Дальний остров - Джонатан Франзен
Шрифт:
Интервал:
Закладка:
Наша маленькая планета
В тысяча девятьсот шестьдесят девятом году поездка на машине из Миннеаполиса в Сент-Луис занимала двенадцать часов, и ехать надо было большей частью по двухполосным дорогам. Родители разбудили меня на рассвете. Я весело, замечательно провел неделю в Миннесоте у моих двоюродных, но, едва мы повернули с дядиной подъездной дорожки на шоссе, они испарились из моей головы, как утренняя роса с капота нашей машины. Я опять был один на заднем сиденье. Я заснул, мама вынула свои журналы, и бремя долгой июльской езды целиком легло на плечи отца.
Чтобы облегчить его, он превратил себя в цифровое устройство.

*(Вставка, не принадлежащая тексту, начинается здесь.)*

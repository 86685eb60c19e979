//! Node - owns the per-DOF displacement and force state at a point

use serde::{Deserialize, Serialize};

use crate::config::ModelConfig;
use crate::elements::{Restraint, Restraints};
use crate::error::{check_len, FrameError, FrameResult};
use crate::loads::NodalLoad;
use crate::math::Vec as FEVec;

/// A node of the frame model
#[derive(Debug, Clone, Serialize, Deserialize)]
pub struct Node {
    /// 1-based identifier
    id: usize,
    coords: Vec<f64>,
    ndof: usize,
    /// Global DOF indices, `(id - 1) * ndof + k`
    idx: Vec<usize>,

    u_trial: FEVec,
    u_committed: FEVec,
    f_int: FEVec,
    f_ext: FEVec,

    restraints: Restraints,
    loads: Vec<NodalLoad>,
}

impl Node {
    /// Create a new free node
    ///
    /// # Arguments
    /// * `id` - Positive identifier; ids must be dense and start at 1
    /// * `coords` - One coordinate per spatial dimension
    /// * `config` - Dimension and DOFs per node
    pub fn new(id: usize, coords: &[f64], config: &ModelConfig) -> FrameResult<Self> {
        if id == 0 {
            return Err(FrameError::InvalidInput(
                "node ids are 1-based, got 0".to_string(),
            ));
        }
        check_len("node coordinates", config.dimension, coords.len())?;

        let ndof = config.ndof;
        Ok(Self {
            id,
            coords: coords.to_vec(),
            ndof,
            idx: (0..ndof).map(|k| (id - 1) * ndof + k).collect(),
            u_trial: FEVec::zeros(ndof),
            u_committed: FEVec::zeros(ndof),
            f_int: FEVec::zeros(ndof),
            f_ext: FEVec::zeros(ndof),
            restraints: Restraints::free(ndof),
            loads: Vec::new(),
        })
    }

    /// Builder form of [`Node::set_restraints`]
    pub fn with_restraints(mut self, flags: &[Restraint]) -> FrameResult<Self> {
        self.set_restraints(flags)?;
        Ok(self)
    }

    /// Builder form of [`Node::add_load`]
    pub fn with_load(mut self, pattern: &[f64]) -> FrameResult<Self> {
        self.add_load(pattern)?;
        Ok(self)
    }

    /// Replace the restraint flags
    pub fn set_restraints(&mut self, flags: &[Restraint]) -> FrameResult<()> {
        self.restraints.set_flags(flags)
    }

    /// Replace the full restraint set (flags and prescribed displacements)
    pub fn set_restraint_set(&mut self, restraints: Restraints) -> FrameResult<()> {
        check_len("restraint flags", self.ndof, restraints.flags().len())?;
        self.restraints = restraints;
        Ok(())
    }

    /// Append a load pattern; the applied force is pattern x time-series factor
    pub fn add_load(&mut self, pattern: &[f64]) -> FrameResult<()> {
        self.loads.push(NodalLoad::new(self.id, pattern, self.ndof)?);
        Ok(())
    }

    pub fn id(&self) -> usize {
        self.id
    }

    pub fn coords(&self) -> &[f64] {
        &self.coords
    }

    pub fn ndof(&self) -> usize {
        self.ndof
    }

    /// Dimension and DOF count this node was built with
    pub fn config(&self) -> ModelConfig {
        ModelConfig {
            dimension: self.coords.len(),
            ndof: self.ndof,
        }
    }

    pub fn idx(&self) -> &[usize] {
        &self.idx
    }

    pub fn restraints(&self) -> &Restraints {
        &self.restraints
    }

    pub fn loads(&self) -> &[NodalLoad] {
        &self.loads
    }

    pub fn trial_displacement(&self) -> &FEVec {
        &self.u_trial
    }

    pub fn committed_displacement(&self) -> &FEVec {
        &self.u_committed
    }

    pub fn internal_force(&self) -> &FEVec {
        &self.f_int
    }

    pub fn external_force(&self) -> &FEVec {
        &self.f_ext
    }

    /// Sum of all load patterns scaled by `factor`
    pub fn load_at(&self, factor: f64) -> FEVec {
        self.loads
            .iter()
            .fold(FEVec::zeros(self.ndof), |acc, load| acc + load.scaled(factor))
    }

    /// Copy this node's entries of a global displacement vector into the trial state
    pub fn set_trial_from_global(&mut self, u: &FEVec) {
        for (k, &i) in self.idx.iter().enumerate() {
            self.u_trial[k] = u[i];
        }
    }

    /// Set the trial displacement directly
    pub fn set_trial_displacement(&mut self, u: &[f64]) -> FrameResult<()> {
        check_len("trial displacement", self.ndof, u.len())?;
        self.u_trial.copy_from_slice(u);
        Ok(())
    }

    pub(crate) fn set_forces(&mut self, f_ext: &FEVec, f_int: &FEVec) {
        for (k, &i) in self.idx.iter().enumerate() {
            self.f_ext[k] = f_ext[i];
            self.f_int[k] = f_int[i];
        }
    }

    pub fn commit_state(&mut self) {
        self.u_committed.copy_from(&self.u_trial);
    }

    pub fn reset_trial(&mut self) {
        self.u_trial.copy_from(&self.u_committed);
    }

    pub fn revert_to_start(&mut self) {
        self.u_trial.fill(0.0);
        self.u_committed.fill(0.0);
        self.f_int.fill(0.0);
        self.f_ext.fill(0.0);
    }
}

#[cfg(test)]
mod tests {
    use super::*;

    fn node(id: usize) -> Node {
        Node::new(id, &[1.0, 2.0], &ModelConfig::default()).unwrap()
    }

    #[test]
    fn test_dof_indices() {
        assert_eq!(node(1).idx(), &[0, 1, 2]);
        assert_eq!(node(4).idx(), &[9, 10, 11]);
    }

    #[test]
    fn test_invalid_construction() {
        let config = ModelConfig::default();
        assert!(Node::new(0, &[0.0, 0.0], &config).is_err());
        assert!(Node::new(1, &[0.0, 0.0, 0.0], &config).is_err());
    }

    #[test]
    fn test_restraint_length_must_match_ndof() {
        let mut n = node(1);
        assert!(n.set_restraints(&[Restraint::Restrained; 2]).is_err());
        assert!(n.set_restraints(&[Restraint::Restrained; 3]).is_ok());
        assert_eq!(n.restraints().num_restrained(), 3);
    }

    #[test]
    fn test_load_patterns_accumulate() {
        let n = node(2)
            .with_load(&[1.0, -2.0, 0.0])
            .unwrap()
            .with_load(&[0.0, -1.0, 0.5])
            .unwrap();
        assert!(node(2).with_load(&[1.0]).is_err());

        let f = n.load_at(0.5);
        assert_eq!(f.as_slice(), &[0.5, -1.5, 0.25]);
        let by_hand = n.loads().iter().fold(FEVec::zeros(3), |acc, l| acc + l.scaled(0.5));
        assert_eq!(f, by_hand);
    }

    #[test]
    fn test_commit_reset_revert() {
        let mut n = node(1);
        n.set_trial_displacement(&[0.1, 0.2, 0.3]).unwrap();
        n.commit_state();
        n.set_trial_displacement(&[9.0, 9.0, 9.0]).unwrap();
        n.reset_trial();
        assert_eq!(n.trial_displacement(), n.committed_displacement());
        assert_eq!(n.trial_displacement().as_slice(), &[0.1, 0.2, 0.3]);

        n.revert_to_start();
        n.revert_to_start();
        assert!(n.trial_displacement().iter().all(|&v| v == 0.0));
        assert!(n.committed_displacement().iter().all(|&v| v == 0.0));
    }
}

Он обрушивал нашу машину, как топор, на придорожные указатели расстояния, обтесывая почти невыносимые 238 миль до все еще устрашающих 179, колошматя 150, 140, 130 и иже с ними, пока они не разродились более-менее приемлемой цифрой 127, которую можно было округлить до 120, а это — воображал он, обманывая себя, — всего каких-нибудь два часа, хотя впереди на дороге было столько грузовиков со скотом и столько безмозглых, эгоистичных водителей, что, по правде говоря, не два, а ближе к трем. На одной лишь силе воли он расправился с последними двадцатью милями, отделявшими его от двузначных чисел, а эти числа он потом последовательно уменьшал на десятки и дюжины, пока наконец не увидел долгожданное «Сидар-Рапидс 34». И лишь после этого, даря себе единственный за день подарок, он разрешил себе вспомнить, что 34 — это расстояние до центра города, что на самом деле мы менее чем в тридцати милях от парка, где мы любили останавливаться, чтобы перекусить на траве в тени дубов.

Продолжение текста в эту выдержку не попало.